The latest result from the Employment Appeal Tribunal is another major decision in the gig economy.
25 March 2021
On Wednesday 17 March 2021, the Employment Appeal Tribunal delivered their judgment in the case of Smith v. Pimlico Plumbers Ltd UKEAT/0211/19/DA. In their decision, the Tribunal held that workers will not be entitled to a payment for carried-over annual leave where it has already been taken unpaid.
This case was brought by Mr Gary Smith, who worked as a plumbing and heating engineer for Pimlico Plumbers Ltd between 2005 and 2011. Pimlico argued that Mr Smith was a self-employed independent contractor with no entitlement to paid annual leave, and therefore any leave that Mr Smith took during this period was unpaid. In May 2011, Mr Smith had his contract terminated. Mr Smith brought an Employment Tribunal claim against his employer, arguing that he had been subject to disability discrimination and that he should be paid for his backdated unpaid annual leave.
The first issue the Tribunal had to consider was whether Mr Smith had employee or worker status. The Tribunal found that Mr Smith was a worker and therefore entitled to the rights flowing from this status. Pimlico appealed this decision, however they were unsuccessful in their attempts before the Employment Appeal Tribunal, the Court of Appeal, and the Supreme Court.

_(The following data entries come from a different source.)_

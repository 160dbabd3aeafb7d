use std::{sync::Arc, time::Duration};

use anyhow::{anyhow, bail, Result};
use newsdesk_ai::{LlmClient, OpenAiConfig};
use newsdesk_slack_runtime::{SlackRuntimeConfig, SlackTransportMode};

use crate::cli_args::Cli;

const MAX_TEMPERATURE: f32 = 2.0;

fn required_secret(value: Option<&str>, flag: &str, env: &str) -> Result<String> {
    value
        .map(str::trim)
        .filter(|value| !value.is_empty())
        .map(str::to_string)
        .ok_or_else(|| anyhow!("--{flag} (or {env}) is required"))
}

/// Rejects flag combinations that cannot start a working bot.
pub(crate) fn validate_cli(cli: &Cli) -> Result<()> {
    if cli.history_window == 0 {
        bail!("--history-window must be greater than 0");
    }
    if !cli.temperature.is_finite() || !(0.0..=MAX_TEMPERATURE).contains(&cli.temperature) {
        bail!(
            "--temperature must be within 0.0..={MAX_TEMPERATURE}, got {}",
            cli.temperature
        );
    }
    if cli.model.trim().is_empty() {
        bail!("--model cannot be empty");
    }
    required_secret(cli.slack_bot_token.as_deref(), "slack-bot-token", "SLACK_BOT_TOKEN")?;
    required_secret(cli.openai_api_key.as_deref(), "openai-api-key", "OPENAI_API_KEY")?;
    match SlackTransportMode::from(cli.slack_transport) {
        SlackTransportMode::Http => {
            required_secret(
                cli.slack_signing_secret.as_deref(),
                "slack-signing-secret",
                "SLACK_SIGNING_SECRET",
            )?;
        }
        SlackTransportMode::Socket => {
            required_secret(
                cli.slack_app_token.as_deref(),
                "slack-app-token",
                "SLACK_APP_TOKEN",
            )?;
        }
    }
    Ok(())
}

pub(crate) fn build_openai_config(cli: &Cli) -> Result<OpenAiConfig> {
    Ok(OpenAiConfig {
        api_base: cli.openai_api_base.trim().to_string(),
        api_key: required_secret(cli.openai_api_key.as_deref(), "openai-api-key", "OPENAI_API_KEY")?,
        organization: None,
        request_timeout_ms: cli.request_timeout_ms,
        max_retries: cli.provider_max_retries,
        retry_budget_ms: cli.provider_retry_budget_ms,
        retry_jitter: true,
    })
}

pub(crate) fn build_runtime_config(
    cli: &Cli,
    llm_client: Arc<dyn LlmClient>,
) -> Result<SlackRuntimeConfig> {
    let secret = |value: Option<&String>| {
        value
            .map(|value| value.trim().to_string())
            .filter(|value| !value.is_empty())
    };
    Ok(SlackRuntimeConfig {
        llm_client,
        transport: cli.slack_transport.into(),
        api_base: cli.slack_api_base.trim().to_string(),
        bot_token: required_secret(
            cli.slack_bot_token.as_deref(),
            "slack-bot-token",
            "SLACK_BOT_TOKEN",
        )?,
        app_token: secret(cli.slack_app_token.as_ref()),
        signing_secret: secret(cli.slack_signing_secret.as_ref()),
        bot_user_id: secret(cli.slack_bot_user_id.as_ref()),
        bind: format!("{}:{}", cli.bind.trim(), cli.port),
        history_window: cli.history_window,
        prompt_template: cli.prompt_template.into(),
        model: cli.model.trim().to_string(),
        temperature: cli.temperature,
        max_tokens: cli.max_tokens,
        completion_timeout_ms: cli.completion_timeout_ms,
        request_timeout_ms: cli.request_timeout_ms,
        retry_max_attempts: cli.slack_retry_max_attempts,
        retry_base_delay_ms: cli.slack_retry_base_delay_ms,
        processed_event_cap: cli.slack_processed_event_cap,
        reconnect_delay: Duration::from_millis(cli.slack_reconnect_delay_ms),
    })
}
use std::time::Duration;

/// Upper bound applied to outbound reply text before `chat.postMessage`.
pub(crate) const SLACK_REPLY_MAX_CHARS: usize = 38_000;

pub(crate) fn parse_retry_after(headers: &reqwest::header::HeaderMap) -> Option<u64> {
    headers
        .get(reqwest::header::RETRY_AFTER)
        .and_then(|value| value.to_str().ok())
        .and_then(|value| value.trim().parse::<u64>().ok())
}

/// Backoff before retry `attempt` (1-based). A `Retry-After` hint wins.
pub(crate) fn retry_delay(
    base_delay_ms: u64,
    attempt: usize,
    retry_after_seconds: Option<u64>,
) -> Duration {
    if let Some(retry_after_seconds) = retry_after_seconds {
        return Duration::from_secs(retry_after_seconds);
    }
    let exponent = attempt.saturating_sub(1).min(6) as u32;
    let scale = 2_u64.pow(exponent);
    Duration::from_millis(base_delay_ms.max(1).saturating_mul(scale))
}

pub(crate) fn is_retryable_slack_status(status: u16) -> bool {
    status == 429 || (500..600).contains(&status)
}

pub(crate) fn is_retryable_transport_error(error: &reqwest::Error) -> bool {
    error.is_timeout() || error.is_connect() || error.is_request() || error.is_body()
}

pub(crate) fn truncate_for_error(value: &str, max_chars: usize) -> String {
    truncate_for_slack(value, max_chars)
}

pub(crate) fn truncate_for_slack(value: &str, max_chars: usize) -> String {
    if value.chars().count() <= max_chars {
        return value.to_string();
    }
    let mut truncated = value.chars().take(max_chars).collect::<String>();
    truncated.push_str("...");
    truncated
}
//! Normalization of Slack payloads into `SlackInboundEvent`s.

use std::sync::LazyLock;

use anyhow::{Context, Result};
use regex::Regex;
use serde::{Deserialize, Serialize};
use serde_json::Value;
use tokio_tungstenite::tungstenite::Message as WsMessage;

use super::{EventKind, SlackInboundEvent};

static MENTION_TOKEN_PATTERN: LazyLock<Regex> =
    LazyLock::new(|| Regex::new(r"<@U[A-Z0-9]+>").expect("mention token pattern"));

/// Removes every `<@U…>` user mention and trims the remainder.
pub fn strip_mention_tokens(text: &str) -> String {
    MENTION_TOKEN_PATTERN
        .replace_all(text, "")
        .trim()
        .to_string()
}

#[derive(Debug, Clone, Deserialize, Serialize)]
pub(crate) struct SlackSocketEnvelope {
    #[serde(default)]
    pub(crate) envelope_id: Option<String>,
    #[serde(rename = "type")]
    pub(crate) envelope_type: String,
    #[serde(default)]
    pub(crate) payload: Value,
    #[serde(default)]
    pub(crate) reason: Option<String>,
}

#[derive(Debug, Deserialize)]
struct SlackEventCallbackEnvelope {
    #[serde(rename = "type")]
    callback_type: String,
    #[serde(default)]
    event_id: Option<String>,
    event: SlackEventPayload,
}

#[derive(Debug, Deserialize)]
struct SlackEventPayload {
    #[serde(rename = "type")]
    event_type: String,
    #[serde(default)]
    subtype: Option<String>,
    #[serde(default)]
    bot_id: Option<String>,
    #[serde(default)]
    user: Option<String>,
    #[serde(default)]
    text: Option<String>,
    #[serde(default)]
    channel: Option<String>,
    #[serde(default)]
    ts: Option<String>,
}

#[derive(Debug, Clone, Deserialize)]
/// Slash command body, shared by the form-encoded HTTP request and the
/// Socket Mode `slash_commands` payload.
pub(crate) struct SlackSlashCommandPayload {
    pub(crate) command: String,
    pub(crate) user_id: String,
    pub(crate) channel_id: String,
    #[serde(default)]
    pub(crate) text: String,
    #[serde(default)]
    pub(crate) trigger_id: Option<String>,
}

pub(crate) fn parse_socket_envelope(message: WsMessage) -> Result<Option<SlackSocketEnvelope>> {
    let text = match message {
        WsMessage::Text(text) => text.as_str().to_owned(),
        WsMessage::Binary(bytes) => {
            String::from_utf8(bytes.to_vec()).context("invalid utf-8 slack socket payload")?
        }
        WsMessage::Ping(_) | WsMessage::Pong(_) | WsMessage::Close(_) | WsMessage::Frame(_) => {
            return Ok(None)
        }
    };
    let envelope = serde_json::from_str::<SlackSocketEnvelope>(&text)
        .context("failed to parse slack socket envelope")?;
    Ok(Some(envelope))
}

/// Maps an Events API `event_callback` body to an inbound event.
///
/// Returns `None` for callbacks the bot does not answer: other event types,
/// message subtypes (edits, joins, bot posts), and the bot's own messages.
pub(crate) fn normalize_event_callback(
    payload: &Value,
    bot_user_id: &str,
) -> Result<Option<SlackInboundEvent>> {
    let callback = serde_json::from_value::<SlackEventCallbackEnvelope>(payload.clone())
        .context("failed to decode slack event callback payload")?;
    if callback.callback_type != "event_callback" {
        return Ok(None);
    }

    let event = callback.event;
    if event.subtype.is_some() || event.bot_id.is_some() {
        return Ok(None);
    }
    let user_id = match event.user {
        Some(user) if !user.trim().is_empty() => user,
        _ => return Ok(None),
    };
    if user_id == bot_user_id {
        return Ok(None);
    }
    let channel_id = match event.channel {
        Some(channel) if !channel.trim().is_empty() => channel,
        _ => return Ok(None),
    };
    let ts = match event.ts {
        Some(ts) if !ts.trim().is_empty() => ts,
        _ => return Ok(None),
    };

    let kind = match event.event_type.as_str() {
        "app_mention" => EventKind::Mention {
            thread_ts: ts.clone(),
        },
        "message" => EventKind::Message,
        _ => return Ok(None),
    };

    let dedupe_key = callback
        .event_id
        .filter(|event_id| !event_id.trim().is_empty())
        .unwrap_or_else(|| format!("{channel_id}:{ts}"));

    Ok(Some(SlackInboundEvent {
        dedupe_key,
        kind,
        user_id,
        channel_id,
        text: event.text.unwrap_or_default(),
        ts,
    }))
}

/// Maps a slash command to an inbound event keyed by `fallback_key` when the
/// payload carries no trigger id.
pub(crate) fn normalize_slash_command(
    command: SlackSlashCommandPayload,
    fallback_key: &str,
) -> Option<SlackInboundEvent> {
    if command.user_id.trim().is_empty() || command.channel_id.trim().is_empty() {
        return None;
    }
    let dedupe_key = command
        .trigger_id
        .filter(|trigger_id| !trigger_id.trim().is_empty())
        .map(|trigger_id| format!("command:{trigger_id}"))
        .unwrap_or_else(|| format!("command:{fallback_key}"));
    Some(SlackInboundEvent {
        dedupe_key,
        kind: EventKind::Command {
            name: command.command,
        },
        user_id: command.user_id,
        channel_id: command.channel_id,
        text: command.text,
        ts: String::new(),
    })
}

/// Maps a Socket Mode envelope to an inbound event.
pub(crate) fn normalize_socket_envelope(
    envelope: &SlackSocketEnvelope,
    bot_user_id: &str,
) -> Result<Option<SlackInboundEvent>> {
    match envelope.envelope_type.as_str() {
        "events_api" => normalize_event_callback(&envelope.payload, bot_user_id),
        "slash_commands" => {
            let command =
                serde_json::from_value::<SlackSlashCommandPayload>(envelope.payload.clone())
                    .context("failed to decode slack slash command payload")?;
            let fallback_key = envelope.envelope_id.clone().unwrap_or_default();
            Ok(normalize_slash_command(command, &fallback_key))
        }
        _ => Ok(None),
    }
}
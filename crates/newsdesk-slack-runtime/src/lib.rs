//! Slack transport for the Newsdesk bot.
//!
//! Receives messages, app mentions, and slash commands over the Events API
//! (signed HTTP) or Socket Mode, runs each one through the per-user session
//! store, and posts the model's reply back to Slack.

mod slack_helpers;
pub mod slack_runtime;

pub use slack_runtime::{
    handle_inbound_event, run_slack_runtime, strip_mention_tokens, EventKind,
    PromptTemplateKind, SlackDispatchOutcome, SlackInboundEvent, SlackRuntimeConfig,
    SlackRuntimeContext, SlackSignatureError, SlackTransportMode,
};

Following this, the case returned to the Employment Tribunal, who dismissed both of Mr Smith’s claims. In regard to his claim for holiday pay, the Tribunal held that the claim was brought outwith the time limitations, as Mr Smith raised his claim over 3 months after his last period of unpaid leave. Mr Smith sought to argue that the time limit should run from the date of termination, on the basis that he was entitled to claim for carried over unpaid leave up to that date. However, the Tribunal held that this entitlement would only apply where the worker did not take annual leave because of the employer’s refusal to pay for it, and not in circumstances such as those of Mr Smith, where leave was taken and unpaid. Furthermore, the Tribunal held that even if Mr Smith’s claim was made within the prescribed period, due their previous holding in Bear Scotland Ltd v. Fulton (No.1) UKEAT/0010/16/JW, he wouldn’t be able to claim for earlier periods of unpaid leave where there were gaps of more than three months between holidays.
Mr Smith appealed this decision to the Employment Appeal Tribunal, who heard the case in December 2020. In their judgment last week, the EAT affirmed the previous holding of the Tribunal, agreeing that Mr Smith’s claim for holiday pay was indeed brought out of time. The Appeal Tribunal also agreed with the Tribunal’s application of the Bear Scotland Ltd decision to Mr Smith’s case. The Appeal Tribunal further dismissed Mr Smith’s disability discrimination claim in a separate judgment.
As a result of this decision, workers will remain restricted in the amount of backdated holiday pay they can claim where they have previously taken unpaid leave. With several recent cases in which “gig economy” workers have been granted employee and worker status, this will undoubtedly have a considerable impact on many future claims.